Я вспомнил эту работу; многообразие округлостей рождало ощущение обреченной нежности, беззащитности и предтечи горя.
— Чем тебе понравилась Женщина? — спросил я,
Дуня пожала плечами:
— Зачем объяснять очевидное?
— А чем тебе не понравился Бальзак?
— Не знаю… Просто не понравился…
Поколение шестнадцатилетних — категорично, и за это нельзя их осуждать, ибо постыдно осуждать открытость. Надо гордиться тем, что наши дети таковы, — жестокость, заложенная порой в категоричности, пройдет, когда у наших детей родятся наши внуки, — открытость должна остаться. То, что мы не можем принять в детях, кажется нам слишком прямой, а потому жесткой линией, но ведь на самом-то деле прямых линий нет, они суть отрезок громадной окружности, начатой нашими далекими праотцами; поколения последующие должны закольцевать категоричность прямых в законченность, которой только и может считаться мягкая замкнутость круга, <ибо род приходит и род уходит, а земля пребывает вовеки>.
— Не понравился так не понравился, — сказал я, хотя сказать хотел другое, но я видел круглые Дунечкины глаза, в которых отражались беленькие человечки в красных беретах, с красными платками на шеях, подпоясанные красными поясами, с громадными понизями чеснока, которые свешивались на грудь, словно королевские украшения, а потом все эти человечки в белых костюмах исчезли, и в глазах Дунечки вспыхнули сине-зелено-красные огни фейерверка, грохнули барабаны, высоко и счастливо заныли дудки, и загрохотала стотысячная толпа на Пласа дель Кастильо — в Памплоне началась фиеста, праздник Сан-Фермина, тот, который знаменует восход солнца откровение от Хемингуэя…
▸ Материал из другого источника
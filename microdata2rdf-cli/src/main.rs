use std::process::ExitCode;

use clap::{Parser, ValueEnum};
use microdata2rdf::{Extractor, Extras, Options, Registry};
use tracing_subscriber::EnvFilter;

#[derive(Parser)]
#[command(version, about)]
struct Args {
    /// Document to extract Microdata from (`http:`, `https:` or `file:`).
    #[arg(value_name = "URL")]
    target: url::Url,

    /// Extra triples to generate, on top of the plain Microdata model.
    #[arg(long = "extra", value_enum, value_name = "EXTRA")]
    extras: Vec<Extra>,

    /// Generate every kind of extra triple.
    #[arg(long, conflicts_with = "extras")]
    all: bool,

    /// Vocabulary registry to use instead of the built-in one (path or URL).
    #[arg(long, value_name = "PATH|URL")]
    registry: Option<String>,

    /// Base IRI of the document, if different from its URL.
    #[arg(long, value_name = "IRI")]
    base: Option<String>,

    /// Fixed prefix for generated blank node labels.
    #[arg(long, value_name = "PREFIX")]
    bnode_prefix: Option<String>,
}

#[derive(Clone, Copy, ValueEnum)]
enum Extra {
    PropertyUri,
    MultipleValues,
    VocabExpansion,
    Datatype,
    TopItems,
    UsesVocabulary,
    VocabEntailment,
}

impl From<Extra> for Extras {
    fn from(extra: Extra) -> Self {
        match extra {
            Extra::PropertyUri => Extras::PROPERTY_URI,
            Extra::MultipleValues => Extras::MULTIPLE_VALUES,
            Extra::VocabExpansion => Extras::VOCAB_EXPANSION,
            Extra::Datatype => Extras::DATATYPE,
            Extra::TopItems => Extras::TOP_ITEMS,
            Extra::UsesVocabulary => Extras::USES_VOCABULARY,
            Extra::VocabEntailment => Extras::VOCAB_ENTAILMENT,
        }
    }
}

impl Args {
    fn extras(&self) -> Extras {
        if self.all {
            Extras::ALL
        } else if self.extras.is_empty() {
            Extras::default()
        } else {
            self.extras
                .iter()
                .fold(Extras::NONE, |acc, extra| acc | Extras::from(*extra))
        }
    }
}

fn main() -> Result<ExitCode, Box<dyn std::error::Error>> {
    tracing_subscriber::fmt()
        .with_env_filter(EnvFilter::from_default_env())
        .with_writer(std::io::stderr)
        .init();

    let args = Args::parse();
    let client = reqwest::blocking::Client::new();

    let registry = match &args.registry {
        None => None,
        Some(location) if location.starts_with("http:") || location.starts_with("https:") => {
            let json = client.get(location).send()?.error_for_status()?.text()?;
            Some(Registry::from_json(&json)?)
        }
        Some(path) => Some(Registry::from_path(path)?),
    };
    let registry = registry_or_builtin(registry.as_ref());

    let base = args.base.clone().unwrap_or_else(|| args.target.to_string());
    let base_iri = oxiri::Iri::parse(base.clone())?;

    let Some(content) = fetch(&client, &args.target)? else {
        return Ok(ExitCode::FAILURE);
    };

    let mut options = Options::with_extras(args.extras());
    options.blank_node_prefix = args.bnode_prefix;
    let extractor = Extractor::new(registry, options);

    let mut output_graph = oxrdf::Graph::new();
    let mut processor_graph = oxrdf::Graph::new();
    let count = microdata2rdf::process(
        &content,
        base_iri,
        &extractor,
        &mut output_graph,
        &mut processor_graph,
    )?;
    tracing::info!(triples = count, "extraction complete");

    {
        // output any warnings/errors
        let serializer = oxttl::TurtleSerializer::new();
        let mut locked_err = std::io::stderr().lock();
        let mut writer = serializer.for_writer(&mut locked_err);
        for triple in processor_graph.iter() {
            writer.serialize_triple(triple)?;
        }

        writer.finish()?;
    }

    {
        let serializer = microdata2rdf::well_known_prefixes().mappings().try_fold(
            oxttl::TurtleSerializer::new().with_base_iri(base)?,
            |serializer, (prefix, value)| serializer.with_prefix(prefix, value),
        )?;

        let mut locked_out = std::io::stdout().lock();
        let mut writer = serializer.for_writer(&mut locked_out);
        for triple in output_graph.iter() {
            writer.serialize_triple(triple)?;
        }

        writer.finish()?;
    }

    Ok(ExitCode::SUCCESS)
}

fn registry_or_builtin(loaded: Option<&Registry>) -> &Registry {
    loaded.unwrap_or(Registry::builtin())
}

/// Reads the target document; `None` when it is not HTML.
fn fetch(
    client: &reqwest::blocking::Client,
    target: &url::Url,
) -> Result<Option<String>, Box<dyn std::error::Error>> {
    if target.scheme() == "file" {
        let path = target
            .to_file_path()
            .map_err(|()| format!("not a local file path: {target}"))?;
        return Ok(Some(std::fs::read_to_string(path)?));
    }

    let response = client.get(target.clone()).send()?.error_for_status()?;
    let content_type = response
        .headers()
        .get(reqwest::header::CONTENT_TYPE)
        .and_then(|v| v.to_str().ok());

    if content_type.is_some_and(|ct| !ct.starts_with("text/html")) {
        eprintln!("Error: content type is not text/html.");
        return Ok(None);
    }

    Ok(Some(response.text()?))
}

#[cfg(test)]
mod tests {
    use super::*;

    #[test]
    fn extras_from_arguments() {
        let args = Args::parse_from(["microdata2rdf", "file:///tmp/page.html"]);
        assert_eq!(args.extras(), Extras::PROPERTY_URI);

        let args = Args::parse_from([
            "microdata2rdf",
            "--extra",
            "multiple-values",
            "--extra",
            "datatype",
            "file:///tmp/page.html",
        ]);
        assert_eq!(args.extras(), Extras::MULTIPLE_VALUES | Extras::DATATYPE);

        let args = Args::parse_from(["microdata2rdf", "--all", "file:///tmp/page.html"]);
        assert_eq!(args.extras(), Extras::ALL);
    }

    #[test]
    fn loaded_registry_replaces_builtin() {
        let loaded = Registry::empty();
        assert!(registry_or_builtin(Some(&loaded)).is_empty());
        assert_eq!(registry_or_builtin(None).len(), 3);
    }
}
<Изменение> — слово занятное, и смысл его обнимает громадное количество оттенков, порой кардинально разностных. Меняется мода, меняется человек, меняется репертуар на Плас Пигаль, меняется климат, меняется сиделка у постели умирающего, меняется скатерть, меняется филателист, меняется страна, меняется Испания. Изменилась, например, одежда в Испании; если раньше каждый хотел быть грандом, то ныне миллионеры носят джинсы и кеды. Пришло это, правда, из Америки: молодые заокеанские туристы, словно ощущая некий комплекс вины за то богатство, которое хлынуло в Штаты после войны против нацизма и в дни боев под Гуэ и Пномпенем, обычно ходят в рванье, потные, со спальными мешками за спиной — ни дать ни взять герои Джека Лондона, первопроходцы, исповедующие не культ насилия, но культ доброй силы, которая обычно сопутствует узнаванию нового.
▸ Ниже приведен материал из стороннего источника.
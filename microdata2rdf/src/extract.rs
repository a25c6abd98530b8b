//! The Microdata to RDF extraction algorithm.

use std::ops::{BitOr, BitOrAssign};

use indexmap::IndexMap;
use oxrdf::vocab::rdf;
use vec1::Vec1;

use crate::collection;
use crate::datatype;
use crate::item::{Item, PropertyValue, ValueKind};
use crate::policy::Policy;
use crate::registry::{MultipleValues, PropertyDef, Registry};
use crate::triple::{BlankNodes, Object, Subject, Triple, TripleSink, Triples};
use crate::vocabulary::{self, VocabBase};

/// Selects which triples beyond the plain Microdata model are generated.
///
/// Each flag corresponds to an optional part of the "Microdata to RDF"
/// note; flags combine with `|`.
#[derive(Clone, Copy, Debug, PartialEq, Eq, Hash)]
pub struct Extras(u8);

impl Extras {
    pub const NONE: Self = Self(0);
    /// Use the registry's `propertyURI` to form property IRIs.
    pub const PROPERTY_URI: Self = Self(1);
    /// Use the registry's `multipleValues` (RDF collections for `list`).
    pub const MULTIPLE_VALUES: Self = Self(2);
    /// Emit triples for `subPropertyOf` and `equivalentProperty` targets.
    pub const VOCAB_EXPANSION: Self = Self(4);
    /// Type literals from the registry or from `time` values.
    pub const DATATYPE: Self = Self(8);
    /// Link the document to a collection of its top-level items.
    pub const TOP_ITEMS: Self = Self(16);
    /// Emit `rdfa:usesVocabulary` for each registry vocabulary used.
    pub const USES_VOCABULARY: Self = Self(32);
    /// Emit `owl:equivalentProperty` / `rdfs:subPropertyOf` for expansions.
    pub const VOCAB_ENTAILMENT: Self = Self(64);
    pub const ALL: Self = Self(127);

    pub const fn from_bits_truncate(bits: u8) -> Self {
        Self(bits & Self::ALL.0)
    }

    pub const fn bits(self) -> u8 {
        self.0
    }

    pub const fn contains(self, other: Self) -> bool {
        self.0 & other.0 == other.0
    }

    pub const fn union(self, other: Self) -> Self {
        Self(self.0 | other.0)
    }
}

impl Default for Extras {
    fn default() -> Self {
        Self::PROPERTY_URI
    }
}

impl BitOr for Extras {
    type Output = Self;

    fn bitor(self, rhs: Self) -> Self {
        self.union(rhs)
    }
}

impl BitOrAssign for Extras {
    fn bitor_assign(&mut self, rhs: Self) {
        *self = self.union(rhs);
    }
}

#[derive(Clone, Debug, Default, PartialEq, Eq)]
pub struct Options {
    pub extras: Extras,
    /// Fixed prefix for generated blank node labels. When unset a random
    /// prefix is drawn for each extraction.
    pub blank_node_prefix: Option<String>,
}

impl Options {
    pub fn with_extras(extras: Extras) -> Self {
        Self {
            extras,
            ..Self::default()
        }
    }

    pub fn with_blank_node_prefix(mut self, prefix: impl Into<String>) -> Self {
        self.blank_node_prefix = Some(prefix.into());
        self
    }
}

/// The two vocabulary expansion relations.
#[derive(Clone, Copy, Debug, PartialEq, Eq, Hash, PartialOrd, Ord)]
pub enum Relation {
    EquivalentProperty,
    SubPropertyOf,
}

impl Relation {
    pub const ALL: [Relation; 2] = [Relation::EquivalentProperty, Relation::SubPropertyOf];

    pub(crate) fn targets(self, def: &PropertyDef) -> &[String] {
        match self {
            Relation::EquivalentProperty => &def.equivalent_property,
            Relation::SubPropertyOf => &def.sub_property_of,
        }
    }
}

/// Converts item trees into triples using one registry and one set of
/// options. An extractor holds no per-document state and may be shared.
#[derive(Clone, Debug)]
pub struct Extractor<'r> {
    registry: &'r Registry,
    options: Options,
}

impl<'r> Extractor<'r> {
    pub fn new(registry: &'r Registry, options: Options) -> Self {
        Self { registry, options }
    }

    pub fn registry(&self) -> &'r Registry {
        self.registry
    }

    pub fn options(&self) -> &Options {
        &self.options
    }

    /// Extracts the top-level `items` of the document at `base`.
    pub fn extract(&self, items: &[Item], base: &str) -> Triples {
        let mut triples = Triples::new();
        self.extract_into(items, base, &mut triples);
        triples
    }

    /// Like [`Self::extract`], sending triples to `sink` as they are made.
    pub fn extract_into<S: TripleSink + ?Sized>(&self, items: &[Item], base: &str, sink: &mut S) {
        let mut context = ParseContext::new(self.registry, &self.options, base, sink);

        let top_items = items
            .iter()
            .map(|item| Object::from(context.extract(item, None)))
            .collect::<Vec<_>>();

        context.emit_extras(top_items);
        tracing::debug!(
            items = items.len(),
            blank_nodes = context.blank_nodes_issued(),
            "extraction finished"
        );
    }
}

/// State owned by a single extraction.
pub(crate) struct ParseContext<'a, S: ?Sized> {
    pub(crate) registry: &'a Registry,
    pub(crate) extras: Extras,
    pub(crate) base: &'a str,
    /// Vocabulary of untyped items without a typed ancestor.
    fallback_vocab: String,
    pub(crate) blank_nodes: BlankNodes,
    /// Number of items that selected each registry prefix, in first-use order.
    pub(crate) used_vocabularies: IndexMap<String, usize>,
    /// (relation, original predicate) to entailed predicate to count.
    pub(crate) expanded: IndexMap<(Relation, String), IndexMap<String, usize>>,
    pub(crate) sink: &'a mut S,
}

impl<'a, S: TripleSink + ?Sized> ParseContext<'a, S> {
    fn new(registry: &'a Registry, options: &Options, base: &'a str, sink: &'a mut S) -> Self {
        Self {
            registry,
            extras: options.extras,
            base,
            fallback_vocab: format!("{}#", vocabulary::frag_escape(base)),
            blank_nodes: BlankNodes::new(options.blank_node_prefix.as_deref()),
            used_vocabularies: IndexMap::new(),
            expanded: IndexMap::new(),
            sink,
        }
    }

    fn blank_nodes_issued(&self) -> u64 {
        self.blank_nodes.issued()
    }

    pub(crate) fn emit(&mut self, triple: Triple) {
        tracing::trace!(%triple, "emitting triple");
        self.sink.accept(triple);
    }

    /// Emits the triples of `item` and returns its subject.
    ///
    /// `parent` is the vocabulary of the item this one is a property value
    /// of; untyped items use it for their own properties.
    pub(crate) fn extract(&mut self, item: &Item, parent: Option<&VocabBase<'a>>) -> Subject {
        let subject = match item.id() {
            Some(id) => Subject::from_id(id),
            None => self.blank_nodes.fresh(),
        };

        let vocab = match item.types.first() {
            Some(first_type) => {
                let vocab = vocabulary::find_vocab_base(
                    self.registry,
                    self.extras,
                    first_type,
                    &mut self.used_vocabularies,
                );

                for ty in &item.types {
                    self.emit(Triple::new(
                        subject.clone(),
                        rdf::TYPE.as_str(),
                        Object::iri(ty.as_str()),
                    ));
                }

                vocab
            }
            None => match parent {
                Some(parent) => parent.clone(),
                None => VocabBase {
                    base: self.fallback_vocab.clone(),
                    prefix: None,
                },
            },
        };

        self.add_properties(item, &subject, &vocab);
        subject
    }

    fn add_properties(&mut self, item: &Item, subject: &Subject, vocab: &VocabBase<'a>) {
        let registry = self.registry;
        let vocabulary = vocab.prefix.and_then(|prefix| registry.vocabulary(prefix));

        let default_order = Policy::resolve(
            vocabulary.and_then(|v| v.multiple_values()),
            None,
            MultipleValues::Unordered,
            self.extras,
        )
        .order;

        for (name, values) in &item.properties {
            let predicate = if is_absolute_iri(name) {
                name.clone()
            } else {
                format!("{}{}", vocab.base, name)
            };

            let def = vocabulary.and_then(|v| v.property(name));
            let policy = Policy::for_property(def, default_order, self.extras);

            let mut objects = Vec::with_capacity(values.len());
            for value in values {
                let object = self.value_object(value, &policy, vocab);

                if self.extras.contains(Extras::VOCAB_EXPANSION) {
                    if let Some(def) = def {
                        self.expand(def, subject, &predicate, &object);
                    }
                }

                objects.push(object);
            }

            match (policy.order, Vec1::try_from_vec(objects)) {
                (MultipleValues::List, Ok(objects)) => {
                    collection::build(
                        objects,
                        subject.clone(),
                        &predicate,
                        &mut self.blank_nodes,
                        &mut *self.sink,
                    );
                }
                (MultipleValues::Unordered, Ok(objects)) => {
                    for object in objects {
                        self.emit(Triple::new(subject.clone(), predicate.as_str(), object));
                    }
                }
                (_, Err(_)) => {}
            }
        }
    }

    fn value_object(&mut self, value: &PropertyValue, policy: &Policy, vocab: &VocabBase<'a>) -> Object {
        match value {
            PropertyValue::Item(nested) => self.extract(nested, Some(vocab)).into(),
            PropertyValue::Literal(literal) => match literal.kind {
                ValueKind::Uri => Object::Iri(literal.value.clone()),
                ValueKind::Literal => {
                    let language = literal.lang.clone().filter(|lang| !lang.is_empty());
                    let datatype = if language.is_none() && self.extras.contains(Extras::DATATYPE) {
                        datatype::infer(&literal.value, &literal.element, policy.datatype.as_deref())
                    } else {
                        None
                    };

                    Object::Literal {
                        value: literal.value.clone(),
                        language,
                        datatype,
                    }
                }
            },
        }
    }

    /// Emits one triple per `equivalentProperty`/`subPropertyOf` target of
    /// `def` and records the expansion for entailment.
    fn expand(&mut self, def: &PropertyDef, subject: &Subject, predicate: &str, object: &Object) {
        for relation in Relation::ALL {
            for entailed in relation.targets(def) {
                self.emit(Triple::new(subject.clone(), entailed.as_str(), object.clone()));

                *self
                    .expanded
                    .entry((relation, predicate.to_string()))
                    .or_default()
                    .entry(entailed.clone())
                    .or_default() += 1;
            }
        }
    }
}

/// Property names that are already absolute `http:`/`https:` IRIs are used
/// verbatim. Other colon-bearing tokens (`og:title`) are plain names.
fn is_absolute_iri(name: &str) -> bool {
    oxiri::Iri::parse(name).is_ok_and(|iri| matches!(iri.scheme(), "http" | "https"))
}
Изменение в одежде — одна из многих граней <изменения> вообще.
Конкретный символ изменений в Испании — памятник Хемингуэю у входа на Пласа де Торос в Памплоне, сделанный моим другом Сангино. Изменения порой угадываются не в декретах, газетных перепалках, болтовне в кулуарах министерств, в репрессиях или амнистиях — они могут быть замечены в том, что не имеет, казалось бы, прямого отношения к политике. Искусство — с момента его возникновения — всегда было связано с политикой, ибо охота на мамонта нашла свое живописное отражение на стенах пещер, поскольку атака во имя пищи и тепла и есть вопрос политики в очищенном — от всего наносного — виде.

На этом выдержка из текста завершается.